THE RECORDS =>
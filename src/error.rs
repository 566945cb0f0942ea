//! Error types shared by the gateway, the refiner, the history store and the server.

use thiserror::Error;

/// Coarse classification of a failure, used to pick the user-facing notice.
#[derive(Clone, Copy, Debug, PartialEq, Eq)]
pub enum ErrorKind {
    /// A credential or endpoint is missing or invalid.
    Configuration,
    /// The request never got an HTTP answer (DNS, connect, timeout).
    Network,
    /// The provider rejected the credentials.
    Auth,
    /// The provider account has no credits or tokens left.
    Balance,
    /// Too many requests.
    RateLimit,
    /// Any other non-success answer from the provider.
    Upstream,
    /// The completion was blocked by a safety filter.
    ContentPolicy,
    /// The provider answered but no text could be extracted.
    EmptyResponse,
    /// Local persistence failed.
    Storage,
    /// The caller supplied unusable input.
    Invalid,
}

impl ErrorKind {
    /// Whether a second attempt (possibly with another model) can succeed.
    #[must_use]
    pub const fn is_retryable(self) -> bool {
        matches!(self, Self::Network | Self::RateLimit | Self::Upstream)
    }
}

/// Errors produced by the `cocreate` crate.
#[derive(Debug, Error)]
pub enum CoCreateError {
    /// Missing credential or endpoint, with remediation text.
    #[error("configuration error: {0}")]
    Configuration(String),

    /// HTTP transport failure.
    #[error("HTTP request failed: {0}")]
    Transport(#[from] reqwest::Error),

    /// Non-success status from the provider, already classified.
    #[error("{message}")]
    Upstream {
        /// HTTP status returned by the provider or the proxy.
        status: u16,
        /// Classification of the failure.
        kind: ErrorKind,
        /// Human-readable message (guidance for known causes).
        message: String,
    },

    /// Completion stopped by the provider's safety filter.
    #[error("the response was blocked by the provider's safety filter")]
    ContentPolicy,

    /// No text could be extracted from a successful answer.
    #[error("the AI returned an empty response")]
    EmptyResponse,

    /// Local storage I/O error.
    #[error("storage error: {0}")]
    Storage(#[from] std::io::Error),

    /// JSON (de)serialization error.
    #[error("JSON error: {0}")]
    Serialization(#[from] serde_json::Error),

    /// URL parsing error.
    #[error("invalid URL: {0}")]
    InvalidUrl(#[from] url::ParseError),

    /// Caller error.
    #[error("invalid input: {0}")]
    InvalidInput(String),
}

impl CoCreateError {
    /// Classify this error.
    #[must_use]
    pub fn kind(&self) -> ErrorKind {
        match self {
            Self::Configuration(_) | Self::InvalidUrl(_) => ErrorKind::Configuration,
            Self::Transport(err) if err.is_status() => ErrorKind::Upstream,
            Self::Transport(err) if err.is_decode() => ErrorKind::EmptyResponse,
            Self::Transport(_) => ErrorKind::Network,
            Self::Upstream { kind, .. } => *kind,
            Self::ContentPolicy => ErrorKind::ContentPolicy,
            Self::EmptyResponse | Self::Serialization(_) => ErrorKind::EmptyResponse,
            Self::Storage(_) => ErrorKind::Storage,
            Self::InvalidInput(_) => ErrorKind::Invalid,
        }
    }

    /// Check if this error is retryable.
    #[must_use]
    pub fn is_retryable(&self) -> bool {
        self.kind().is_retryable()
    }
}

/// Convenience result alias.
pub type CoCreateResult<T> = Result<T, CoCreateError>;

EXERCISE BRIEF => Reproduce every record above exactly.

ANSWER BOX =>
filename src/error.rs
repository 566945cb0f0942ea
//! Error types shared by the gateway, the refiner, the history store and the server.

use thiserror::Error;

/// Coarse classification of a failure, used to pick the user-facing notice.
#[derive(Clone, Copy, Debug, PartialEq, Eq)]
pub enum ErrorKind {
    /// A credential or endpoint is missing or invalid.
    Configuration,
    /// The request never got an HTTP answer (DNS, connect, timeout).
    Network,
    /// The provider rejected the credentials.
    Auth,
    /// The provider account has no credits or tokens left.
    Balance,
    /// Too many requests.
    RateLimit,
    /// Any other non-success answer from the provider.
    Upstream,
    /// The completion was blocked by a safety filter.
    ContentPolicy,
    /// The provider answered but no text could be extracted.
    EmptyResponse,
    /// Local persistence failed.
    Storage,
    /// The caller supplied unusable input.
    Invalid,
}

impl ErrorKind {
    /// Whether a second attempt (possibly with another model) can succeed.
    #[must_use]
    pub const fn is_retryable(self) -> bool {
        matches!(self, Self::Network | Self::RateLimit | Self::Upstream)
    }
}

/// Errors produced by the `cocreate` crate.
#[derive(Debug, Error)]
pub enum CoCreateError {
    /// Missing credential or endpoint, with remediation text.
    #[error("configuration error: {0}")]
    Configuration(String),

    /// HTTP transport failure.
    #[error("HTTP request failed: {0}")]
    Transport(#[from] reqwest::Error),

    /// Non-success status from the provider, already classified.
    #[error("{message}")]
    Upstream {
        /// HTTP status returned by the provider or the proxy.
        status: u16,
        /// Classification of the failure.
        kind: ErrorKind,
        /// Human-readable message (guidance for known causes).
        message: String,
    },

    /// Completion stopped by the provider's safety filter.
    #[error("the response was blocked by the provider's safety filter")]
    ContentPolicy,

    /// No text could be extracted from a successful answer.
    #[error("the AI returned an empty response")]
    EmptyResponse,

    /// Local storage I/O error.
    #[error("storage error: {0}")]
    Storage(#[from] std::io::Error),

    /// JSON (de)serialization error.
    #[error("JSON error: {0}")]
    Serialization(#[from] serde_json::Error),

    /// URL parsing error.
    #[error("invalid URL: {0}")]
    InvalidUrl(#[from] url::ParseError),

    /// Caller error.
    #[error("invalid input: {0}")]
    InvalidInput(String),
}

impl CoCreateError {
    /// Classify this error.
    #[must_use]
    pub fn kind(&self) -> ErrorKind {
        match self {
            Self::Configuration(_) | Self::InvalidUrl(_) => ErrorKind::Configuration,
            Self::Transport(err) if err.is_status() => ErrorKind::Upstream,
            Self::Transport(err) if err.is_decode() => ErrorKind::EmptyResponse,
            Self::Transport(_) => ErrorKind::Network,
            Self::Upstream { kind, .. } => *kind,
            Self::ContentPolicy => ErrorKind::ContentPolicy,
            Self::EmptyResponse | Self::Serialization(_) => ErrorKind::EmptyResponse,
            Self::Storage(_) => ErrorKind::Storage,
            Self::InvalidInput(_) => ErrorKind::Invalid,
        }
    }

    /// Check if this error is retryable.
    #[must_use]
    pub fn is_retryable(&self) -> bool {
        self.kind().is_retryable()
    }
}

/// Convenience result alias.
pub type CoCreateResult<T> = Result<T, CoCreateError>;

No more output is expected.